• [Required action]
The string "AgentState" appears in some lines of the data. Report how many, with no other words.

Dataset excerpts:
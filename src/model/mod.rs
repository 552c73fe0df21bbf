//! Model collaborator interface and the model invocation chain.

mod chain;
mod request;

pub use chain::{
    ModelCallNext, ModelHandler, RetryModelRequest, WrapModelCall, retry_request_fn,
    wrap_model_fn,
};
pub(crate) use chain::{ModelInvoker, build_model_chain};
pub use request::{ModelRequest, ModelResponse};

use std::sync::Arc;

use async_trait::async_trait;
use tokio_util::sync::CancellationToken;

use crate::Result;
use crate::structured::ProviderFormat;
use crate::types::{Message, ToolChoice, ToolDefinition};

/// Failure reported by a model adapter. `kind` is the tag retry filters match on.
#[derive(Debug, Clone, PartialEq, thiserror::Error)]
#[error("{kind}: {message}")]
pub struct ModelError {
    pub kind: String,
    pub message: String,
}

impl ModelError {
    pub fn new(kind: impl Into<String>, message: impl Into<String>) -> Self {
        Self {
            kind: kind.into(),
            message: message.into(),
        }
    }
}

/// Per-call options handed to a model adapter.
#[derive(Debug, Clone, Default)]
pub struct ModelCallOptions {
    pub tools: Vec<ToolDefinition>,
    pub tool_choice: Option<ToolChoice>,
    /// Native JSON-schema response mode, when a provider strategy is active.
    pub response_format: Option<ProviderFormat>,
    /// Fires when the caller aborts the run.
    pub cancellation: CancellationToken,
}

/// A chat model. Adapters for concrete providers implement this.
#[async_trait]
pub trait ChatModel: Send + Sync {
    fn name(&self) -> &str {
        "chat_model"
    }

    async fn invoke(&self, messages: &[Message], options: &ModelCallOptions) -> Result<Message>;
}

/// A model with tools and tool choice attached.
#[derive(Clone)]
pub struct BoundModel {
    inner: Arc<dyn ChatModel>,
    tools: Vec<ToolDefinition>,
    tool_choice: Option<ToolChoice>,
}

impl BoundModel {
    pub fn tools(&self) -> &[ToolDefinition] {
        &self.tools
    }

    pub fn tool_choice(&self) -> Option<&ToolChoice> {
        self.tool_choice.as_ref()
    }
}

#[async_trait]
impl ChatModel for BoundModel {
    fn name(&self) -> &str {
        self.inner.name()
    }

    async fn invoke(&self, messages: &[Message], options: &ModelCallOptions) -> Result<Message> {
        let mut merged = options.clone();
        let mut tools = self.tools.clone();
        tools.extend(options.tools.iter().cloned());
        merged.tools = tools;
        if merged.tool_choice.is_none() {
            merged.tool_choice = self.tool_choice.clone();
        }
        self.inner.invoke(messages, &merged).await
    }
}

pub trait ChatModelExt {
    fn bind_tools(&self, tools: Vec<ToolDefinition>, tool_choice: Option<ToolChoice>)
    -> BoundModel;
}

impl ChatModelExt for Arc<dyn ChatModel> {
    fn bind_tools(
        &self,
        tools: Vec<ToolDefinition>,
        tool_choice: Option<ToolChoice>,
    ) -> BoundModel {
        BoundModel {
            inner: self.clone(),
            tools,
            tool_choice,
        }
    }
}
==
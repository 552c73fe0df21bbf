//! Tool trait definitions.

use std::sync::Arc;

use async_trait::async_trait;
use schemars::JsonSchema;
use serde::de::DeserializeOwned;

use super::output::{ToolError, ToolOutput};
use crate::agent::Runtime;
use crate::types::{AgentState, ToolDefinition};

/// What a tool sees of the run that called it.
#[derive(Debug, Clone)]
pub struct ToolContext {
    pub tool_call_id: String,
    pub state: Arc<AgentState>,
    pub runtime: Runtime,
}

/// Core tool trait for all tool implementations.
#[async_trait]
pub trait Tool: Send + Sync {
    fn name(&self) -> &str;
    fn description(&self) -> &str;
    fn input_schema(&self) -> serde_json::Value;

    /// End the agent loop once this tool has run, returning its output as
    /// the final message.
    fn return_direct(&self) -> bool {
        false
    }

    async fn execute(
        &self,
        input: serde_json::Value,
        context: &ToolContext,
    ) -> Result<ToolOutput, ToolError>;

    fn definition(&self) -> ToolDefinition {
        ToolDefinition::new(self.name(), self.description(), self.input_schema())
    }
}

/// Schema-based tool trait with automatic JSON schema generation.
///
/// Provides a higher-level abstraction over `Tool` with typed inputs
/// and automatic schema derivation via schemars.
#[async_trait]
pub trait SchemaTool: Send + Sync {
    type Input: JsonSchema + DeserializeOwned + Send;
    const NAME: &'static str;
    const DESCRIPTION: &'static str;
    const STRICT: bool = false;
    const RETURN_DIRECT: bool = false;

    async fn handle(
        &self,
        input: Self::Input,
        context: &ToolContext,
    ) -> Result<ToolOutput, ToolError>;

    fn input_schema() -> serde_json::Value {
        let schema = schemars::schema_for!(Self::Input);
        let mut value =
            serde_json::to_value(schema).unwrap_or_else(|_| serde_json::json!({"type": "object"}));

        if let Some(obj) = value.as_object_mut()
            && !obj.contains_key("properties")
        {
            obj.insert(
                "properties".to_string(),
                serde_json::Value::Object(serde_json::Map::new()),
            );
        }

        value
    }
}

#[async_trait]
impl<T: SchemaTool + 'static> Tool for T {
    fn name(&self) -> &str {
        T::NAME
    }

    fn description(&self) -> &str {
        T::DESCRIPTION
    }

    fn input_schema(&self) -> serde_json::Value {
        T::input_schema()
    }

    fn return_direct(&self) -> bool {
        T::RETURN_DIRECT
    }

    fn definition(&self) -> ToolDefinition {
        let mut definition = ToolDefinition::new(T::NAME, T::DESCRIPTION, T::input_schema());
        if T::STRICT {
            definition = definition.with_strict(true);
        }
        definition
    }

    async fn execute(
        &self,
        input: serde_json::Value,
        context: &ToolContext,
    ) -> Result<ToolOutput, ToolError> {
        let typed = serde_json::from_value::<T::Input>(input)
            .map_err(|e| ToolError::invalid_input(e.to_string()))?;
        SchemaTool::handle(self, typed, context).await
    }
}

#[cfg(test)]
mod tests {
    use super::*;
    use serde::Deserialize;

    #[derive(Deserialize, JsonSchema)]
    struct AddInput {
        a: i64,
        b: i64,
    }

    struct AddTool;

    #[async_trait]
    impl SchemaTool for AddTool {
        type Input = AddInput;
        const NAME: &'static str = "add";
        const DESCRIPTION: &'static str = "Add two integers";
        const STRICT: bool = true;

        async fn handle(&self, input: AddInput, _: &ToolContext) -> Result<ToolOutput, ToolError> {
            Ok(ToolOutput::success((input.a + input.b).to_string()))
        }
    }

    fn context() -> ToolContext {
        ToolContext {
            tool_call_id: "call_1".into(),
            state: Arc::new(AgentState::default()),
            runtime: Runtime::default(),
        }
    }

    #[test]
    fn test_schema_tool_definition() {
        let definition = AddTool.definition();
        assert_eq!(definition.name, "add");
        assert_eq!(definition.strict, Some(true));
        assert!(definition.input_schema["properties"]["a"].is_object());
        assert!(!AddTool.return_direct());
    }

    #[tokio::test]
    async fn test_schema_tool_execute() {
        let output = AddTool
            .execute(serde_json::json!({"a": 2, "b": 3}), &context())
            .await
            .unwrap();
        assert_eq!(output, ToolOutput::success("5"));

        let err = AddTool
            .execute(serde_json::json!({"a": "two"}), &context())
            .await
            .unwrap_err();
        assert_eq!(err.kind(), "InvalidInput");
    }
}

• [Response box]
3